BEGIN INPUT MATERIAL
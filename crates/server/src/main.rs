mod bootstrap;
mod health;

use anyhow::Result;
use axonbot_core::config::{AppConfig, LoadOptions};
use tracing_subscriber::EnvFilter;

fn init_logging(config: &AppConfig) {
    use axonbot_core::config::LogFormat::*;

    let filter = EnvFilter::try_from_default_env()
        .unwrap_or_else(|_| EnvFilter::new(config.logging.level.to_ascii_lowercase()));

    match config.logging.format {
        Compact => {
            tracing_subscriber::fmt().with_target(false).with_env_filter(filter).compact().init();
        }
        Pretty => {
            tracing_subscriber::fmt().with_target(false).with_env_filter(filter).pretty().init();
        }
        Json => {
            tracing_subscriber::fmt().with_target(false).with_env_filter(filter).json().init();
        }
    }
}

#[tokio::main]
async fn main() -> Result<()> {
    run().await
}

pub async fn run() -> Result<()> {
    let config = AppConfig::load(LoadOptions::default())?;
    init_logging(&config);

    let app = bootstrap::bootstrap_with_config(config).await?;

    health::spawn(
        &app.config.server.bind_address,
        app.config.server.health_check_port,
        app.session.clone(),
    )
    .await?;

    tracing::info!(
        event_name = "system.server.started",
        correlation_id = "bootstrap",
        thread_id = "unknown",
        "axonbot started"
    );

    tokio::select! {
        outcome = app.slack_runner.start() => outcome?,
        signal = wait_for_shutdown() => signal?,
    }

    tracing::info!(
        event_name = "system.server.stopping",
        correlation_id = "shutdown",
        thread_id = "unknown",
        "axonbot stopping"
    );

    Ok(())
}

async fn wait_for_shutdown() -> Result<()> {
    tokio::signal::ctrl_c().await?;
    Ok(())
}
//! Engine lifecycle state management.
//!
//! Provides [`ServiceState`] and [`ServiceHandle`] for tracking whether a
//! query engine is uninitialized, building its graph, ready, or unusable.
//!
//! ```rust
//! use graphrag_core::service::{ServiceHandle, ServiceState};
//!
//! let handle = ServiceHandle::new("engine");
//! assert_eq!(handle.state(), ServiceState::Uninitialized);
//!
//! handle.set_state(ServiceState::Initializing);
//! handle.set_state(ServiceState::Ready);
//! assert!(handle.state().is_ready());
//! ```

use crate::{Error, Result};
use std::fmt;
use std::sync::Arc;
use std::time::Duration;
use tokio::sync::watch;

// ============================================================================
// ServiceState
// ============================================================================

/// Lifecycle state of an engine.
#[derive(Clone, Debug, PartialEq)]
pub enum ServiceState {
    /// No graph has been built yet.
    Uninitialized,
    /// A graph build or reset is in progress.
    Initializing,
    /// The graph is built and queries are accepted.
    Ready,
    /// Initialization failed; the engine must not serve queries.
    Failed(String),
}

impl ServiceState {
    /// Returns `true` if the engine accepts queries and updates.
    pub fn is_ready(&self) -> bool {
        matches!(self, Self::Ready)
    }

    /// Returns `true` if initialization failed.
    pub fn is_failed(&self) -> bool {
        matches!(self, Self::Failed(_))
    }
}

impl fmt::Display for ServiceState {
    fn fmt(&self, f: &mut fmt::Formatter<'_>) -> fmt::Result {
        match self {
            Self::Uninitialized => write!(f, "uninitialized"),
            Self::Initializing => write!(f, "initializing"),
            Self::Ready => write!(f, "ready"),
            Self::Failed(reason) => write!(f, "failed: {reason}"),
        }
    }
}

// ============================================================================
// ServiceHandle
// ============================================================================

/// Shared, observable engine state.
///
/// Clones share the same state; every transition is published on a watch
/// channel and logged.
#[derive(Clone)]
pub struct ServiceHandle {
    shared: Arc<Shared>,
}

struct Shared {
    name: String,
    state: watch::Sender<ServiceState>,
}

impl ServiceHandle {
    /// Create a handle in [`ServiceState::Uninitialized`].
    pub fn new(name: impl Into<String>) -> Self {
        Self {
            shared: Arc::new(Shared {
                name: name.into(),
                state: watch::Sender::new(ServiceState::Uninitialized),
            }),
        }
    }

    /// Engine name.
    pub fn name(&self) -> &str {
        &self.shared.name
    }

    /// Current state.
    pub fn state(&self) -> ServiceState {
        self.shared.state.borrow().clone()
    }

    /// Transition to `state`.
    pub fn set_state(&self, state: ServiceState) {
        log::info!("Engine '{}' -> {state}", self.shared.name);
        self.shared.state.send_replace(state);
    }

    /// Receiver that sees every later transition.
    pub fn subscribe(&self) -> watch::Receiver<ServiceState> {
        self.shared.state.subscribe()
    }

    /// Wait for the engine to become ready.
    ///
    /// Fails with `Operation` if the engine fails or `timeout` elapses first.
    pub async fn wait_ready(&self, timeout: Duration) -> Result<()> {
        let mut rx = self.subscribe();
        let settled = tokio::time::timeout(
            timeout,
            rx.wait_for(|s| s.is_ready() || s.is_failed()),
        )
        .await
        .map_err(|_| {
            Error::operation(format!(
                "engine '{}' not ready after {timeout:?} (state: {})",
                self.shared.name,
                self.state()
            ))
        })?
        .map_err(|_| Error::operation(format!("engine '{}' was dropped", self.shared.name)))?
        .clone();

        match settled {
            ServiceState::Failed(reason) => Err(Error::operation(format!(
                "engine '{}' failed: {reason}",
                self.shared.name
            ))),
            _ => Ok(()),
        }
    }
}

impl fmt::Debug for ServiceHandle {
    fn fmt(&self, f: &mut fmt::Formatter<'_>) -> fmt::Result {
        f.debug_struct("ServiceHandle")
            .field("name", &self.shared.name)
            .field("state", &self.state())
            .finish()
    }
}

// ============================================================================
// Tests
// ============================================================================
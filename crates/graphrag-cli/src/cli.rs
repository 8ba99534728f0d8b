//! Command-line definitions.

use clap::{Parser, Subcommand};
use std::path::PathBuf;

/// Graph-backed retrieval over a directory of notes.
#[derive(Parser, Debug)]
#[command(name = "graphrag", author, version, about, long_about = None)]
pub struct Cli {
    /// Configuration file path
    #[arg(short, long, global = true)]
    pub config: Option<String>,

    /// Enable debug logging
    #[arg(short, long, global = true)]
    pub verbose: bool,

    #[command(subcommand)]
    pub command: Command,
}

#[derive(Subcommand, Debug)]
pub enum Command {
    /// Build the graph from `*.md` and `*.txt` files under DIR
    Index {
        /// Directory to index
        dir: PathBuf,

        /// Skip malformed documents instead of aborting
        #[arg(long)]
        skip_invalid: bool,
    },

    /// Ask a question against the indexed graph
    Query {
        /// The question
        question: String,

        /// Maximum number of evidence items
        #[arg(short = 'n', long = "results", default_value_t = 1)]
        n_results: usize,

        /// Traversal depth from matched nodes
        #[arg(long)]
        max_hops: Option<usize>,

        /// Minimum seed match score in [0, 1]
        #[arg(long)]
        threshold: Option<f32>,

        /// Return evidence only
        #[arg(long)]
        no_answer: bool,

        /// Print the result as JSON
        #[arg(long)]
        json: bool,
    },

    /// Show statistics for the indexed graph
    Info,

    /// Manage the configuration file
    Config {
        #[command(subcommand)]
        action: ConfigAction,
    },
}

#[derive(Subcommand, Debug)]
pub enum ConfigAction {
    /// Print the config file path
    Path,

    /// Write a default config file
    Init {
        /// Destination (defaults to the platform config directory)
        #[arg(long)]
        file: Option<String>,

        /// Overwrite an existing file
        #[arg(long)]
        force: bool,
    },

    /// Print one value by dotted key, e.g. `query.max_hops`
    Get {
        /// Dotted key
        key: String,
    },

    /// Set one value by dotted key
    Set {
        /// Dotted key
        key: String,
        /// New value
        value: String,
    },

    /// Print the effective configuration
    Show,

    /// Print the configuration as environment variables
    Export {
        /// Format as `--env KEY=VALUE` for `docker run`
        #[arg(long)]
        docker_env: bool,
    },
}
END INPUT MATERIAL
BEGIN INPUT MATERIAL
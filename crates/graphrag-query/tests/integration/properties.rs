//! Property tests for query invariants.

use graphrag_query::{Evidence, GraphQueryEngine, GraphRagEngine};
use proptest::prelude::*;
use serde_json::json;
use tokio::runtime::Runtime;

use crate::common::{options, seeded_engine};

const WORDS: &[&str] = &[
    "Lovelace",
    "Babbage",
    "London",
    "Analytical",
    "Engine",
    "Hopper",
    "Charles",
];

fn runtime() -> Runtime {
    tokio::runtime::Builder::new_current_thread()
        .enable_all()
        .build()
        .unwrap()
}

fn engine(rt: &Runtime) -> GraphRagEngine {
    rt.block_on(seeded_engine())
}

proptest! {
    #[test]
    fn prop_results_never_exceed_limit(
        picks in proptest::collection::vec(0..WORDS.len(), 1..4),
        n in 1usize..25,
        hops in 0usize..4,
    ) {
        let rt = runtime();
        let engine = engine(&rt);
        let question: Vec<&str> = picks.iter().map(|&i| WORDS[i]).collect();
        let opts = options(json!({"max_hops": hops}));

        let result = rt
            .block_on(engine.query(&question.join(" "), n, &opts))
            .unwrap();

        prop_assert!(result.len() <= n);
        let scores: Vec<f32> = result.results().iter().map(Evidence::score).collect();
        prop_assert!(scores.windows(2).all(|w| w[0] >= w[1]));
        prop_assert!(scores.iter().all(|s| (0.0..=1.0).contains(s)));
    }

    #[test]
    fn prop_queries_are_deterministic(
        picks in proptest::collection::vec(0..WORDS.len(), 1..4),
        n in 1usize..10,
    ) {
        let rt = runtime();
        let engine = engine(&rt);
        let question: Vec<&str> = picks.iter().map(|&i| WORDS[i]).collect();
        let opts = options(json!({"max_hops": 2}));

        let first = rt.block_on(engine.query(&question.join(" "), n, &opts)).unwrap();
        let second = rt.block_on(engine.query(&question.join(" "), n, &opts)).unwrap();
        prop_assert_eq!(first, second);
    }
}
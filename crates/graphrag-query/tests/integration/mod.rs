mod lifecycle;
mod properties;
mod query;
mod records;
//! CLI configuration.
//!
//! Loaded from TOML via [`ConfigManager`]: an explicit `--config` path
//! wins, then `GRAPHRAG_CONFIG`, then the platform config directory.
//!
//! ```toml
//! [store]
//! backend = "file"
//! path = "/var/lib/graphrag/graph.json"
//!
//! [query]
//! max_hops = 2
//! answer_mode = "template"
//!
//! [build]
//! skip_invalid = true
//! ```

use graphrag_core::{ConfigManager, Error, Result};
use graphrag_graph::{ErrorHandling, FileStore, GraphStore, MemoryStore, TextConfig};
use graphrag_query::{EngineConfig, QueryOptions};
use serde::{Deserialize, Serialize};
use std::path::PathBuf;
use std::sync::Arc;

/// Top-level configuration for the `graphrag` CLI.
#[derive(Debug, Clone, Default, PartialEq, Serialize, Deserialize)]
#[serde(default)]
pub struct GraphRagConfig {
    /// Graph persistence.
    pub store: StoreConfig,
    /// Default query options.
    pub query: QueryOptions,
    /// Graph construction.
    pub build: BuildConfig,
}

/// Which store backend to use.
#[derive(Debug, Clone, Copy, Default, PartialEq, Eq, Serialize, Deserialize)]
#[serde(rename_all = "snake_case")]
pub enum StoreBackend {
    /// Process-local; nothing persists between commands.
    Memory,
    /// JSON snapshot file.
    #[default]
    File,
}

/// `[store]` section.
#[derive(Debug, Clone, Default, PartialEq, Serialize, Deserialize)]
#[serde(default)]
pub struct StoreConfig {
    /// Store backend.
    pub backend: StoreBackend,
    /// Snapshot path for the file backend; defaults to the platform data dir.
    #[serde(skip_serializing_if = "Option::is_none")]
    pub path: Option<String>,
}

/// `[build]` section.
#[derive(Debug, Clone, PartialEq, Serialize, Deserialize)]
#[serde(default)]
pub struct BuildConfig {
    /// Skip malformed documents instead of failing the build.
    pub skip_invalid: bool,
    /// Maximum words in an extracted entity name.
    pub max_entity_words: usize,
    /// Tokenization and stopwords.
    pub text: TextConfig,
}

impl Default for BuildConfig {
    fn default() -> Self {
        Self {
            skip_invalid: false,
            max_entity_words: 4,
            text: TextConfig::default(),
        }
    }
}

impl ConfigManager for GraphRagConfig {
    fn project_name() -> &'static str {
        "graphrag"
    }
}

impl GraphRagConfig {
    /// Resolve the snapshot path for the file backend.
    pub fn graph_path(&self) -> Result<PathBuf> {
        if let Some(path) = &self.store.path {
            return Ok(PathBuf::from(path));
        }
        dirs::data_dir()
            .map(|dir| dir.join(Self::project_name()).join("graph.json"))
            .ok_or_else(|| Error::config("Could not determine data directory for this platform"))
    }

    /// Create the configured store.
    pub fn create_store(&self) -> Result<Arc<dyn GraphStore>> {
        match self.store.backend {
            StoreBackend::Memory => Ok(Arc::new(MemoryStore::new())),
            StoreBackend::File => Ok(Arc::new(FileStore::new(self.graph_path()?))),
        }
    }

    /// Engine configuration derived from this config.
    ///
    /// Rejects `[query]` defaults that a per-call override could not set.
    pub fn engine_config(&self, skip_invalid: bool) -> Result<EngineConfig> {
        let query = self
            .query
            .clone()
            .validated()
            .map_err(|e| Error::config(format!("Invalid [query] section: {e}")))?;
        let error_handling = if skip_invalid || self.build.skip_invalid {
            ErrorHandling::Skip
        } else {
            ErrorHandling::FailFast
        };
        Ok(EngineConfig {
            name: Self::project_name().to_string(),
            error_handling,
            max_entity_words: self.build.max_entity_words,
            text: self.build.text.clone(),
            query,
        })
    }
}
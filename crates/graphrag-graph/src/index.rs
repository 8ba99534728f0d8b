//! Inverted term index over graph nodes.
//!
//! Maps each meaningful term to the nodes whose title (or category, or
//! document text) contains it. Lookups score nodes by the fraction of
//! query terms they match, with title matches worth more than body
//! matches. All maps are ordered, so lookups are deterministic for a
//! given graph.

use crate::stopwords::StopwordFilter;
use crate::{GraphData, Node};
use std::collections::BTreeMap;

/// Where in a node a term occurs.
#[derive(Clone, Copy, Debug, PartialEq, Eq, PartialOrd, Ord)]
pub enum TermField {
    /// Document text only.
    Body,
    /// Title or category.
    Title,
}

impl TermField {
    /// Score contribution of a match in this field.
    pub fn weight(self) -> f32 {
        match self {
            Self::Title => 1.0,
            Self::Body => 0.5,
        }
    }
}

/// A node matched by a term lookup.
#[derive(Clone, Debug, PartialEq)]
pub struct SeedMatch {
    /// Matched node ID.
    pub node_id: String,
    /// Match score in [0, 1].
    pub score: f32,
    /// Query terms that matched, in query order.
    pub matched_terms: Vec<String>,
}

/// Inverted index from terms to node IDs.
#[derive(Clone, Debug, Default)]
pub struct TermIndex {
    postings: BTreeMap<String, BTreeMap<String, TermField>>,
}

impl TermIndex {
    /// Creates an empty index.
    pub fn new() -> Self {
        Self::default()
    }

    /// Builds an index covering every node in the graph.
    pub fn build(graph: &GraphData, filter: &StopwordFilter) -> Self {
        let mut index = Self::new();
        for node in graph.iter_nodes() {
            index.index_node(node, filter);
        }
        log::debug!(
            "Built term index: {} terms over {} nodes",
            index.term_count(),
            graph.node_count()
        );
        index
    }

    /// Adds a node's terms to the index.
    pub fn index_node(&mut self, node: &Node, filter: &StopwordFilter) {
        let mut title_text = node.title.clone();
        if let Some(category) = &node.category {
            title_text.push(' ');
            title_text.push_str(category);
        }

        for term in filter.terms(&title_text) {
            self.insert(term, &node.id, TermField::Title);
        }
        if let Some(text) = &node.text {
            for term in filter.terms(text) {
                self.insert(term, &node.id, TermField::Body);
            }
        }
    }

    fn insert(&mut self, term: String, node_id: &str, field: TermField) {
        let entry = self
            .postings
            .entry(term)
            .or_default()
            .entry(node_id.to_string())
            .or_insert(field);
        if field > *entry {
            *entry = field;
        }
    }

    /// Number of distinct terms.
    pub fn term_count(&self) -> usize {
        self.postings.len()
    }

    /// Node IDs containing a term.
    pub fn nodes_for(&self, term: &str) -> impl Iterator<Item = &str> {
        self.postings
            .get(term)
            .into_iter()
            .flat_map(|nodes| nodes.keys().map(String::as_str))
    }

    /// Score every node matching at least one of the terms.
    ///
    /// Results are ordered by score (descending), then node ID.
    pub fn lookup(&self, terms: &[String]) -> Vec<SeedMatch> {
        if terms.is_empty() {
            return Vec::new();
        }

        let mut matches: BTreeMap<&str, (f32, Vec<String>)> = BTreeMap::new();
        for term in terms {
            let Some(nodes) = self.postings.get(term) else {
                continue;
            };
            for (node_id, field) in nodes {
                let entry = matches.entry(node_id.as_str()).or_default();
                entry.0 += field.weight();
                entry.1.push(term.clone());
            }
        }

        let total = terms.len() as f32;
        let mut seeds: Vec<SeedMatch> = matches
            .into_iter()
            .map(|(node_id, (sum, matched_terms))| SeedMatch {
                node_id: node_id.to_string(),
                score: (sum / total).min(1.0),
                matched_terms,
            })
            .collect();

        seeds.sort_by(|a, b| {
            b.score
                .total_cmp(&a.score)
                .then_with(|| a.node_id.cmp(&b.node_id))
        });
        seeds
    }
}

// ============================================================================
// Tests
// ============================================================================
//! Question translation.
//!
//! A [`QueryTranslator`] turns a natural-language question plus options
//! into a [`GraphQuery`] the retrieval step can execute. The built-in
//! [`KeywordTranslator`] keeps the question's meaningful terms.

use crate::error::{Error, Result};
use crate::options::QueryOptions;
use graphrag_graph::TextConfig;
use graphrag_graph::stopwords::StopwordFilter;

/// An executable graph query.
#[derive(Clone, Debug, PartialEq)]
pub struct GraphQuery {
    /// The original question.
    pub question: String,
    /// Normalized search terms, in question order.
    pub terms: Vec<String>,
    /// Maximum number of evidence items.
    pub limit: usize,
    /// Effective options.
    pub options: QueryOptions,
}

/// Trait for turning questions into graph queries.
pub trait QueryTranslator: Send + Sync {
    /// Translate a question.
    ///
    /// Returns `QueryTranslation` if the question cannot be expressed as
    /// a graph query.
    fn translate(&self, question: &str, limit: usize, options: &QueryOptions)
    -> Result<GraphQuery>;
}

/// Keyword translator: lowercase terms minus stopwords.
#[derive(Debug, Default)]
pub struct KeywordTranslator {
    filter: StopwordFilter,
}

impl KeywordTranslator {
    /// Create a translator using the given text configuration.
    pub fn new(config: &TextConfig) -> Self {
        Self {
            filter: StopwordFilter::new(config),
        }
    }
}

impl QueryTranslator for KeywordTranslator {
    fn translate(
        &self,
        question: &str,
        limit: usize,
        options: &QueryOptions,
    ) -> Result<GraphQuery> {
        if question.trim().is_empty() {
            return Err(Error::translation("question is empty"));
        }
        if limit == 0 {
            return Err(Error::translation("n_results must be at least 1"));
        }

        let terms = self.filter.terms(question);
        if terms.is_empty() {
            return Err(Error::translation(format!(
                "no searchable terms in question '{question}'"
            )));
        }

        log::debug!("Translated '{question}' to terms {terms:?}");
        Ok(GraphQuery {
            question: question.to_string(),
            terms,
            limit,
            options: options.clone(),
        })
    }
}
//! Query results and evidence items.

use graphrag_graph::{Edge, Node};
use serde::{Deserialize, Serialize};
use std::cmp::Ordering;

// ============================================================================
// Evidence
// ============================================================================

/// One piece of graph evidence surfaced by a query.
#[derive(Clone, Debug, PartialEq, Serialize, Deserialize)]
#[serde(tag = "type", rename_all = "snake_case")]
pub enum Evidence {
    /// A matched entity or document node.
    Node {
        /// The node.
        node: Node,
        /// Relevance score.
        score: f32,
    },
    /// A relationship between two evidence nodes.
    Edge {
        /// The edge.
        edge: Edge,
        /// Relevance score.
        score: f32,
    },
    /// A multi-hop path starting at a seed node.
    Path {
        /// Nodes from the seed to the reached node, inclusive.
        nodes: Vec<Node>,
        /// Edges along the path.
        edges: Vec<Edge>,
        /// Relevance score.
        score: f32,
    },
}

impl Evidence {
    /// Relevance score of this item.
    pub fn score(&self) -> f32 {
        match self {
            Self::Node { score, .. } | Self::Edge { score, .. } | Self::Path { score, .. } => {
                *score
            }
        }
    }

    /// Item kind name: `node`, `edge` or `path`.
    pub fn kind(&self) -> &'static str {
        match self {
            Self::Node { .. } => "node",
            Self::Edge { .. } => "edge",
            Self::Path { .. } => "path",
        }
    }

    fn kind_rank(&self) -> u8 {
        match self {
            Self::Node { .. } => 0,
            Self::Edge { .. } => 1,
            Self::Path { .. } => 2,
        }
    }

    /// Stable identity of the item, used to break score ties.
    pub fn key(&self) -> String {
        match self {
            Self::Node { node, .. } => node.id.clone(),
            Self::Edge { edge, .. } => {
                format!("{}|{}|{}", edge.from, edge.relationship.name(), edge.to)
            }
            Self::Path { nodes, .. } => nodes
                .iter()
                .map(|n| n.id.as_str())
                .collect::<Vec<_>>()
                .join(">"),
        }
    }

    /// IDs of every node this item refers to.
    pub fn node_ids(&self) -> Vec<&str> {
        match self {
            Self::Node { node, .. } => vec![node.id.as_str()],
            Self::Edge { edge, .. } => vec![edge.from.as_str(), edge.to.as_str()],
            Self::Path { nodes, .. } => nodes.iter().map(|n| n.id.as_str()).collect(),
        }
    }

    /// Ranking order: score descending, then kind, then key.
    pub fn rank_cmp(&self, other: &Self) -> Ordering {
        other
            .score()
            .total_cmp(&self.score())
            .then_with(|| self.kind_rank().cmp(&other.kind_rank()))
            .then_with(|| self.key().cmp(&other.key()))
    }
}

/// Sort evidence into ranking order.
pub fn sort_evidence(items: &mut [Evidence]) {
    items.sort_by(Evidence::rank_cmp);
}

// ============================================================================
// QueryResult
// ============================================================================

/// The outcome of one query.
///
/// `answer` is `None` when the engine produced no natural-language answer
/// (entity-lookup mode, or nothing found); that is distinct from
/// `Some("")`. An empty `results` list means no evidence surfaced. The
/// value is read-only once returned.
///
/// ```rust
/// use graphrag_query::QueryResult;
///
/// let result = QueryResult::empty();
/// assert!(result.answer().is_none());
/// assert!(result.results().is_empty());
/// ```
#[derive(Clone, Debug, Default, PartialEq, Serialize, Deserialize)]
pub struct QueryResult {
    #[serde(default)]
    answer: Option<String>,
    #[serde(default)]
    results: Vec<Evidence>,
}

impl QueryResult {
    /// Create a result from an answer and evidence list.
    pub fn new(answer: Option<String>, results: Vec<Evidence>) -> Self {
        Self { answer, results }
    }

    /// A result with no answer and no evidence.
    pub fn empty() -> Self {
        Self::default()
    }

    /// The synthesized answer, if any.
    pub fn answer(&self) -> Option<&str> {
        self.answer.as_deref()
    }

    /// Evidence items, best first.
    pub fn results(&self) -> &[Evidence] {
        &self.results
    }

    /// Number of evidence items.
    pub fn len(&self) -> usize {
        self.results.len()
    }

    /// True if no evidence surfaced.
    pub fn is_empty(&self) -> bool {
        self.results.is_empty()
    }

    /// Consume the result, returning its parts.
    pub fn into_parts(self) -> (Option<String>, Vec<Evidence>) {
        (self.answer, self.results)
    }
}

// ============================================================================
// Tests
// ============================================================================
END INPUT MATERIAL
BEGIN INPUT MATERIAL
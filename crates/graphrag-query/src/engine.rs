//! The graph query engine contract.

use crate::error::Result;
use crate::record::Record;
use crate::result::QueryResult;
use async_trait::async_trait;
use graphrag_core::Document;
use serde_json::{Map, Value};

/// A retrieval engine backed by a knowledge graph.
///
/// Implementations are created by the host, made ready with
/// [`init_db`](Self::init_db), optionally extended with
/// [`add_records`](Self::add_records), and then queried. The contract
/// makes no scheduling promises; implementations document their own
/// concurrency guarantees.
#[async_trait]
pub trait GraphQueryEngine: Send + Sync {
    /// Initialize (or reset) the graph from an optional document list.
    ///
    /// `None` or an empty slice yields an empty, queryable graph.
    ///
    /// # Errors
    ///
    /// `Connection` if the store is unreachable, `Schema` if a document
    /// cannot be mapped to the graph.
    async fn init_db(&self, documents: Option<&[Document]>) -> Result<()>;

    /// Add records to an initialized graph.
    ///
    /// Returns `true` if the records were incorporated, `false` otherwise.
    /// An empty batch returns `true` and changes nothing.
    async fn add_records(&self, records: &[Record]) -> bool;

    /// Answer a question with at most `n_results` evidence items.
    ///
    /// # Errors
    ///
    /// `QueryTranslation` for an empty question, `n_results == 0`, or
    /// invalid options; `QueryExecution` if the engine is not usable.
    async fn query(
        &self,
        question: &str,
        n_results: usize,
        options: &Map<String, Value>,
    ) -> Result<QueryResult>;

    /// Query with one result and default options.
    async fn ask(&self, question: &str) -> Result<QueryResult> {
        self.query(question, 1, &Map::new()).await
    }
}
END INPUT MATERIAL
- EXERCISE BRIEF -
All that is needed is how many lines of the data contain "contains", stated as a number.

- SOLUTION TO THE EXERCISE -
2